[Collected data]
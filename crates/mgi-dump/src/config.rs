//! Configuration management
//!
//! Settings come from the environment (a `.env` file is honoured) over the
//! defaults below. Command-line flags are applied on top by the binary.

use crate::context::ItemContext;
use crate::error::{DumpError, Result};
use crate::registry::{KeyScheme, Registry, RegistryConfig, DEFAULT_SEQUENCE_START};
use serde::{Deserialize, Serialize};
use std::path::PathBuf;

// ============================================================================
// Defaults
// ============================================================================

/// Namespace of the coarse (target) vocabulary
pub const DEFAULT_INTERNAL_PREFIX: &str = "MESH";

/// Namespace of the externally mapped ids
pub const DEFAULT_EXTERNAL_PREFIX: &str = "OMIM";

/// Directory item files are written to
pub const DEFAULT_OUTPUT_DIR: &str = ".";

/// Reference checking is on unless switched off explicitly
pub const DEFAULT_CHECK_REFS: bool = true;

/// Complete tool configuration
#[derive(Debug, Clone, Serialize, Deserialize)]
pub struct Config {
    pub namespaces: Namespaces,
    pub registry: RegistryConfig,
    pub output: OutputConfig,
}

/// Id prefixes of the two vocabularies being reconciled
#[derive(Debug, Clone, PartialEq, Eq, Serialize, Deserialize)]
pub struct Namespaces {
    /// e.g. `MESH`
    pub internal: String,
    /// e.g. `OMIM`
    pub external: String,
}

#[derive(Debug, Clone, Serialize, Deserialize)]
pub struct OutputConfig {
    pub dir: PathBuf,
}

impl Namespaces {
    pub fn new(internal: impl Into<String>, external: impl Into<String>) -> Self {
        Self {
            internal: internal.into(),
            external: external.into(),
        }
    }

    pub fn is_internal(&self, id: &str) -> bool {
        has_prefix(id, &self.internal)
    }

    pub fn is_external(&self, id: &str) -> bool {
        has_prefix(id, &self.external)
    }

    /// `D000001` -> `MESH:D000001`; already prefixed ids are returned as-is
    pub fn qualify_internal(&self, raw: &str) -> String {
        qualify(&self.internal, raw)
    }

    /// `100100` -> `OMIM:100100`; already prefixed ids are returned as-is
    pub fn qualify_external(&self, raw: &str) -> String {
        qualify(&self.external, raw)
    }
}

impl Default for Namespaces {
    fn default() -> Self {
        Self::new(DEFAULT_INTERNAL_PREFIX, DEFAULT_EXTERNAL_PREFIX)
    }
}

/// True when `id` is `<prefix>:<something>`
pub fn has_prefix(id: &str, prefix: &str) -> bool {
    id.strip_prefix(prefix)
        .is_some_and(|rest| rest.starts_with(':'))
}

/// Prefix a bare accession with `<prefix>:`
pub fn qualify(prefix: &str, raw: &str) -> String {
    let raw = raw.trim();
    if has_prefix(raw, prefix) {
        raw.to_string()
    } else {
        format!("{}:{}", prefix, raw)
    }
}

/// Part of an id after its first `:`; the id itself when it has no prefix
pub fn strip_prefix(id: &str) -> &str {
    id.split_once(':').map_or(id, |(_, rest)| rest)
}

impl Config {
    /// Load configuration from `.env`, the environment and defaults.
    /// Not validated; callers apply their overrides and then [`Config::validate`].
    pub fn load() -> Result<Self> {
        dotenvy::dotenv().ok();
        Self::from_env()
    }

    /// Read the environment over the defaults
    ///
    /// - `MGI_DUMP_INTERNAL_PREFIX`, `MGI_DUMP_EXTERNAL_PREFIX`
    /// - `MGI_DUMP_CHECK_REFS`: true/false
    /// - `MGI_DUMP_KEY_SCHEME`: sequenced/natural
    /// - `MGI_DUMP_SEQUENCE_START`
    /// - `MGI_DUMP_OUTPUT_DIR`
    pub fn from_env() -> Result<Self> {
        let mut config = Config::default();

        if let Ok(prefix) = std::env::var("MGI_DUMP_INTERNAL_PREFIX") {
            config.namespaces.internal = prefix;
        }
        if let Ok(prefix) = std::env::var("MGI_DUMP_EXTERNAL_PREFIX") {
            config.namespaces.external = prefix;
        }
        if let Ok(value) = std::env::var("MGI_DUMP_CHECK_REFS") {
            config.registry.strict = parse_bool(&value).ok_or_else(|| {
                DumpError::config(format!("MGI_DUMP_CHECK_REFS must be true or false, got '{}'", value))
            })?;
        }
        if let Ok(value) = std::env::var("MGI_DUMP_KEY_SCHEME") {
            config.registry.scheme = value.parse::<KeyScheme>().map_err(DumpError::Config)?;
        }
        if let Ok(value) = std::env::var("MGI_DUMP_SEQUENCE_START") {
            config.registry.sequence_start = value.trim().parse().map_err(|e| {
                DumpError::config(format!("MGI_DUMP_SEQUENCE_START '{}': {}", value, e))
            })?;
        }
        if let Ok(dir) = std::env::var("MGI_DUMP_OUTPUT_DIR") {
            config.output.dir = PathBuf::from(dir);
        }

        Ok(config)
    }

    /// Fresh registry and item output context for one run
    pub fn item_context(&self) -> ItemContext {
        ItemContext::new(Registry::new(self.registry), &self.output.dir)
    }

    /// Validate configuration
    pub fn validate(&self) -> Result<()> {
        for (label, prefix) in [
            ("internal", &self.namespaces.internal),
            ("external", &self.namespaces.external),
        ] {
            if prefix.is_empty() {
                return Err(DumpError::config(format!("{} namespace prefix cannot be empty", label)));
            }
            if prefix.contains(':') || prefix.contains(char::is_whitespace) {
                return Err(DumpError::config(format!(
                    "{} namespace prefix '{}' must not contain ':' or whitespace",
                    label, prefix
                )));
            }
        }

        if self.namespaces.internal == self.namespaces.external {
            return Err(DumpError::config(format!(
                "internal and external namespaces must differ (both '{}')",
                self.namespaces.internal
            )));
        }

        if self.registry.sequence_start == 0 {
            return Err(DumpError::config("sequence start must be greater than 0"));
        }

        if !self.registry.strict {
            tracing::warn!("Reference checking is disabled - dangling references will not be detected");
        }

        Ok(())
    }
}

impl Default for Config {
    fn default() -> Self {
        Self {
            namespaces: Namespaces::default(),
            registry: RegistryConfig {
                strict: DEFAULT_CHECK_REFS,
                scheme: KeyScheme::Sequenced,
                sequence_start: DEFAULT_SEQUENCE_START,
            },
            output: OutputConfig {
                dir: PathBuf::from(DEFAULT_OUTPUT_DIR),
            },
        }
    }
}

fn parse_bool(value: &str) -> Option<bool> {
    match value.trim().to_lowercase().as_str() {
        "1" | "true" | "yes" | "on" => Some(true),
        "0" | "false" | "no" | "off" => Some(false),
        _ => None,
    }
}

| How to complete this task |
Check each line above for "label" and return the ones that have it.

| Your response |
        for (label, prefix) in [
                return Err(DumpError::config(format!("{} namespace prefix cannot be empty", label)));
                    label, prefix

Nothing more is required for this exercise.